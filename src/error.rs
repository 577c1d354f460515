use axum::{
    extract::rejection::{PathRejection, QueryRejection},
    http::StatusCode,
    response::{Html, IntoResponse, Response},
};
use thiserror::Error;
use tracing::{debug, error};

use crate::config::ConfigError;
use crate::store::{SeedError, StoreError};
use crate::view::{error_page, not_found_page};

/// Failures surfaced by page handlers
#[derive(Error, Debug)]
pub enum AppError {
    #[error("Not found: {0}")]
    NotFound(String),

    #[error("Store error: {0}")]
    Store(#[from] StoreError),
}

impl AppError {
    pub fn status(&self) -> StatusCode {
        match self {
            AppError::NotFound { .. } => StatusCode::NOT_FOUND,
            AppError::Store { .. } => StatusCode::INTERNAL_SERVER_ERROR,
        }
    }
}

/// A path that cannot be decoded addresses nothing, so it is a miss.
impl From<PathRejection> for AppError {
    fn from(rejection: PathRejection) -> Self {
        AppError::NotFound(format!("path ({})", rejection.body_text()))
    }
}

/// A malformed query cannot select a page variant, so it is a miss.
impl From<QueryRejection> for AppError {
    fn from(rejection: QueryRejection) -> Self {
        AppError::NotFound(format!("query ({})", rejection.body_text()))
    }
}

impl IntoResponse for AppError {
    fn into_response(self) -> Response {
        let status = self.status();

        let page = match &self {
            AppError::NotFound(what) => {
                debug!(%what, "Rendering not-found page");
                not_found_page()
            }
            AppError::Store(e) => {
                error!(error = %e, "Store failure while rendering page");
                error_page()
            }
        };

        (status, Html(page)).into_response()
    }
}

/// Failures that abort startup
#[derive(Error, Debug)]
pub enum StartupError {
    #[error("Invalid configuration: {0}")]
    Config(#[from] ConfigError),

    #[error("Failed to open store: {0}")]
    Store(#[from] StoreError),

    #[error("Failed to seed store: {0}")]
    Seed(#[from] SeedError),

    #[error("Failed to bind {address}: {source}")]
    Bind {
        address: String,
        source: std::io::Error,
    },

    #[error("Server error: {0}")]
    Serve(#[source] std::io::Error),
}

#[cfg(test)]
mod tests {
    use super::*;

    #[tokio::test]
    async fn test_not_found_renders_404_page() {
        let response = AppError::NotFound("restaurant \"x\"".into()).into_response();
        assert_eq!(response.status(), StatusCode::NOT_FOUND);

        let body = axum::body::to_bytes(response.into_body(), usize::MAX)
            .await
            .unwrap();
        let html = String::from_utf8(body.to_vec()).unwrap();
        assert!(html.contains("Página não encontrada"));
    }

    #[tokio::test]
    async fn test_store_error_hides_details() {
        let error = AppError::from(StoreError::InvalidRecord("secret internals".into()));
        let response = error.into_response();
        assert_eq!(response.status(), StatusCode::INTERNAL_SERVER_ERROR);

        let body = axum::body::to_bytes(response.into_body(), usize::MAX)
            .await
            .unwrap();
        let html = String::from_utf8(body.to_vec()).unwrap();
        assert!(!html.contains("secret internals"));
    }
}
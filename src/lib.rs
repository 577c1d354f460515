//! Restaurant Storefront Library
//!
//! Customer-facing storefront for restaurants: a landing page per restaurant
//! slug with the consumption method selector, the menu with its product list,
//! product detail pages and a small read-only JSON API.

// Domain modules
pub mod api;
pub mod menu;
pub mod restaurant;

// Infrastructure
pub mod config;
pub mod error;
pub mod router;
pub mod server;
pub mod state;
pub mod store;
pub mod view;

→ PROMPT: The entries above are to be retyped exactly, with nothing left out.

→ EXERCISE OUTPUT:
filename src/error.rs
repository 577c1d354f460515
use axum::{
    extract::rejection::{PathRejection, QueryRejection},
    http::StatusCode,
    response::{Html, IntoResponse, Response},
};
use thiserror::Error;
use tracing::{debug, error};

use crate::config::ConfigError;
use crate::store::{SeedError, StoreError};
use crate::view::{error_page, not_found_page};

/// Failures surfaced by page handlers
#[derive(Error, Debug)]
pub enum AppError {
    #[error("Not found: {0}")]
    NotFound(String),

    #[error("Store error: {0}")]
    Store(#[from] StoreError),
}

impl AppError {
    pub fn status(&self) -> StatusCode {
        match self {
            AppError::NotFound { .. } => StatusCode::NOT_FOUND,
            AppError::Store { .. } => StatusCode::INTERNAL_SERVER_ERROR,
        }
    }
}

/// A path that cannot be decoded addresses nothing, so it is a miss.
impl From<PathRejection> for AppError {
    fn from(rejection: PathRejection) -> Self {
        AppError::NotFound(format!("path ({})", rejection.body_text()))
    }
}

/// A malformed query cannot select a page variant, so it is a miss.
impl From<QueryRejection> for AppError {
    fn from(rejection: QueryRejection) -> Self {
        AppError::NotFound(format!("query ({})", rejection.body_text()))
    }
}

impl IntoResponse for AppError {
    fn into_response(self) -> Response {
        let status = self.status();

        let page = match &self {
            AppError::NotFound(what) => {
                debug!(%what, "Rendering not-found page");
                not_found_page()
            }
            AppError::Store(e) => {
                error!(error = %e, "Store failure while rendering page");
                error_page()
            }
        };

        (status, Html(page)).into_response()
    }
}

/// Failures that abort startup
#[derive(Error, Debug)]
pub enum StartupError {
    #[error("Invalid configuration: {0}")]
    Config(#[from] ConfigError),

    #[error("Failed to open store: {0}")]
    Store(#[from] StoreError),

    #[error("Failed to seed store: {0}")]
    Seed(#[from] SeedError),

    #[error("Failed to bind {address}: {source}")]
    Bind {
        address: String,
        source: std::io::Error,
    },

    #[error("Server error: {0}")]
    Serve(#[source] std::io::Error),
}

#[cfg(test)]
mod tests {
    use super::*;

    #[tokio::test]
    async fn test_not_found_renders_404_page() {
        let response = AppError::NotFound("restaurant \"x\"".into()).into_response();
        assert_eq!(response.status(), StatusCode::NOT_FOUND);

        let body = axum::body::to_bytes(response.into_body(), usize::MAX)
            .await
            .unwrap();
        let html = String::from_utf8(body.to_vec()).unwrap();
        assert!(html.contains("Página não encontrada"));
    }

    #[tokio::test]
    async fn test_store_error_hides_details() {
        let error = AppError::from(StoreError::InvalidRecord("secret internals".into()));
        let response = error.into_response();
        assert_eq!(response.status(), StatusCode::INTERNAL_SERVER_ERROR);

        let body = axum::body::to_bytes(response.into_body(), usize::MAX)
            .await
            .unwrap();
        let html = String::from_utf8(body.to_vec()).unwrap();
        assert!(!html.contains("secret internals"));
    }
}
filename src/lib.rs
repository 577c1d354f460515
//! Restaurant Storefront Library
//!
//! Customer-facing storefront for restaurants: a landing page per restaurant
//! slug with the consumption method selector, the menu with its product list,
//! product detail pages and a small read-only JSON API.

// Domain modules
pub mod api;
pub mod menu;
pub mod restaurant;

// Infrastructure
pub mod config;
pub mod error;
pub mod router;
pub mod server;
pub mod state;
pub mod store;
pub mod view;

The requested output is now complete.